Dicontohkan, hasil perencanaan dana yang dibutuhkan sebesar Rp. 10 milyar, seharusnya teranggarkan juga sebesar Rp. 10 milyar. Mengingat jika dananya tidak mencukupi, mengharuskan dilakukan review design.

“Realisasi pembangunan infrastruktur tahun anggaran ini, memang mengalami keterlambatan. Apalagi saat ini sebagian besar masih proses lelang, baik untuk pengawasan maupun pekerjaan fisiknya. Itu disebabkan, anggaran dana yang sebelumnya diperuntukan, ada yang tidak sesuai dengan perencanaan awal, sehingga dilakukan review design sebelum diusulkan untuk dilakukan lelang,” ungkap Kepala Dinas Pekerjaan Umum dan Penataan Ruang (PUPR) Provinsi Bengkulu, Ir Mulyani dalam keterangannya.
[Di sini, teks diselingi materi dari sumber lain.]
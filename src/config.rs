//! Pipeline configuration.
//!
//! [`PipelineConfig`] carries everything one invocation needs: which column to group by, which
//! column positions to drop, how to name outputs, and what to do when two outputs share a name.
//! It can be built in code, deserialized from a JSON file, or assembled by the CLI.

use std::fs;
use std::path::Path;

use serde::{Deserialize, Serialize};

use crate::error::{ProcessingError, ProcessingResult};
use crate::output::OutputFormat;
use crate::processing::DropPositions;

/// Default grouping column.
pub const DEFAULT_GROUP_COLUMN: &str = "Class";

/// Name used for a partition whose group value is empty after cleanup.
pub const DEFAULT_EMPTY_GROUP_PLACEHOLDER: &str = "unnamed";

/// Default base name when no input file name is known.
pub const DEFAULT_BASE_NAME: &str = "output";

/// What to do when two outputs resolve to the same name.
#[derive(Debug, Clone, Copy, PartialEq, Eq, Default, Serialize, Deserialize)]
#[serde(rename_all = "snake_case")]
pub enum CollisionPolicy {
    /// Fold same-named partitions into one, rows in input order, and report a warning.
    /// Attribute tables cannot be merged and fall back to [`CollisionPolicy::Overwrite`].
    #[default]
    Merge,
    /// Keep the later output in place of the earlier one and report a warning.
    Overwrite,
    /// Abort with [`ProcessingError::NameCollision`].
    Error,
}

/// Named drop-position sets matching the two layouts the tool was first used with.
#[derive(Debug, Clone, Copy, PartialEq, Eq, Serialize, Deserialize)]
#[serde(rename_all = "snake_case")]
pub enum DropPreset {
    /// Keep every column.
    None,
    /// Positions 0, 2, 3 and 22 through 26 of a fixed-width score sheet.
    Fixed,
    /// Positions 0, 2, 3 and the last five columns, whatever the width.
    Trailing,
}

impl DropPreset {
    /// Drop positions for this preset.
    pub fn positions(self) -> DropPositions {
        match self {
            DropPreset::None => DropPositions::none(),
            DropPreset::Fixed => DropPositions::new(vec![0, 2, 3, 22, 23, 24, 25, 26]),
            DropPreset::Trailing => DropPositions::new(vec![0, 2, 3, -5, -4, -3, -2, -1]),
        }
    }
}

/// Configuration for one pipeline invocation.
#[derive(Debug, Clone, PartialEq, Serialize, Deserialize)]
#[serde(default)]
pub struct PipelineConfig {
    /// Column whose values partition the rows (exact, case-sensitive header match).
    pub group_column: String,
    /// Column positions removed from every partition. Negative positions count from the end.
    pub drop_positions: DropPositions,
    /// Prefix of every partition name. The CLI always sets it to the input file stem.
    pub base_name: String,
    /// Replaces a group value that is empty after newline/whitespace cleanup.
    pub empty_group_placeholder: String,
    /// Handling of duplicate output names.
    pub collision_policy: CollisionPolicy,
    /// Serialization format for written and packaged outputs.
    pub output_format: OutputFormat,
}

impl Default for PipelineConfig {
    fn default() -> Self {
        Self {
            group_column: DEFAULT_GROUP_COLUMN.to_string(),
            drop_positions: DropPositions::none(),
            base_name: DEFAULT_BASE_NAME.to_string(),
            empty_group_placeholder: DEFAULT_EMPTY_GROUP_PLACEHOLDER.to_string(),
            collision_policy: CollisionPolicy::default(),
            output_format: OutputFormat::default(),
        }
    }
}

impl PipelineConfig {
    /// Load a config from a JSON file. Missing fields take their defaults.
    pub fn from_json_path(path: impl AsRef<Path>) -> ProcessingResult<Self> {
        let raw = fs::read_to_string(path)?;
        Self::from_json_str(&raw)
    }

    /// Parse a config from a JSON string. Missing fields take their defaults.
    pub fn from_json_str(raw: &str) -> ProcessingResult<Self> {
        let config: Self = serde_json::from_str(raw)?;
        config.validate()?;
        Ok(config)
    }

    /// Set `base_name` (builder style).
    pub fn with_base_name(mut self, base_name: impl Into<String>) -> Self {
        self.base_name = base_name.into();
        self
    }

    /// Set `drop_positions` (builder style).
    pub fn with_drop_positions(mut self, drop_positions: DropPositions) -> Self {
        self.drop_positions = drop_positions;
        self
    }

    /// Reject configs that cannot produce usable output names.
    pub fn validate(&self) -> ProcessingResult<()> {
        if self.group_column.is_empty() {
            return Err(ProcessingError::InvalidConfig {
                message: "group_column must not be empty".to_string(),
            });
        }
        if self.empty_group_placeholder.trim().is_empty() {
            return Err(ProcessingError::InvalidConfig {
                message: "empty_group_placeholder must not be blank".to_string(),
            });
        }
        Ok(())
    }
}
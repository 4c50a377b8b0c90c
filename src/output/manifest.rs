use std::fs;
use std::path::Path;

use serde::Serialize;

use crate::error::ProcessingResult;
use crate::pipeline::OutputCollection;
use crate::types::DataSet;

use super::naming::{file_name, PARTITION_DIR, TABLE_DIR};
use super::writer::OutputFormat;

/// One written (or packaged) output.
#[derive(Debug, Clone, PartialEq, Eq, Serialize)]
pub struct ManifestEntry {
    pub name: String,
    /// Path relative to the output directory.
    pub file: String,
    pub rows: usize,
    pub columns: Vec<String>,
}

/// JSON-serializable summary of one pipeline invocation.
#[derive(Debug, Clone, PartialEq, Eq, Serialize)]
pub struct OutputManifest {
    pub base_name: String,
    pub group_column: String,
    pub partitions: Vec<ManifestEntry>,
    pub tables: Vec<ManifestEntry>,
    #[serde(skip_serializing_if = "Option::is_none")]
    pub archive: Option<String>,
}

impl OutputManifest {
    pub fn from_collection(
        collection: &OutputCollection,
        base_name: &str,
        group_column: &str,
        format: OutputFormat,
    ) -> Self {
        Self {
            base_name: base_name.to_string(),
            group_column: group_column.to_string(),
            partitions: collection
                .partitions()
                .iter()
                .map(|p| entry(&p.name, PARTITION_DIR, &p.dataset, format))
                .collect(),
            tables: collection
                .tables()
                .iter()
                .map(|t| entry(&t.name, TABLE_DIR, &t.dataset, format))
                .collect(),
            archive: None,
        }
    }

    /// Record the archive file name.
    pub fn with_archive(mut self, archive: impl Into<String>) -> Self {
        self.archive = Some(archive.into());
        self
    }

    pub fn to_json_pretty(&self) -> ProcessingResult<String> {
        Ok(serde_json::to_string_pretty(self)?)
    }

    pub fn write_json(&self, path: impl AsRef<Path>) -> ProcessingResult<()> {
        fs::write(path, self.to_json_pretty()?)?;
        Ok(())
    }
}

fn entry(name: &str, dir: &str, dataset: &DataSet, format: OutputFormat) -> ManifestEntry {
    ManifestEntry {
        name: name.to_string(),
        file: format!("{dir}/{}", file_name(name, format)),
        rows: dataset.row_count(),
        columns: dataset.schema.field_names().map(str::to_string).collect(),
    }
}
Mulyani mengakui, dengan dilakukan review design yang membutuhkan waktu, sehingga untuk proses lelangnya mengalami keterlambatan dalam pengusulannya. Belum lagi setelah proses lelang berjalan, juga masih ada proses sanggahannya.

“Untuk proses review design yang sudah selesai, saat ini telah mulai dilakukan lelang di Unit Kerja Pengadaan Barang/Jasa (UKPBJ) Provinsi Bengkulu,” kata Kepala Dinas yang akrab disapa Ning ini pada Senin, (21/6/2021).

Sementara itu, berdasarkan data di webiste LPSE Provinsi Bengkulu, usulan paket lelang yang baru disampaikan Dinas PUPR Provinsi, baik untuk pekerjaan pengawasan maupun pembangunan infrastruktur, baik jalan, jembatan, bangunan dan saluran irigasi sebanyak 15 paket.

Sedangkan yang  belum masuk, diakui, disamping masih ada yang proses review design, juga sedang persiapan berkas.

“Insya Allah, kita (Dinas PUPR,red) menyakini tahun ini akan terlaksana pembangunan infrastruktur yang sudah masuk dalam APBD tahun ini,” demikian Mulyani.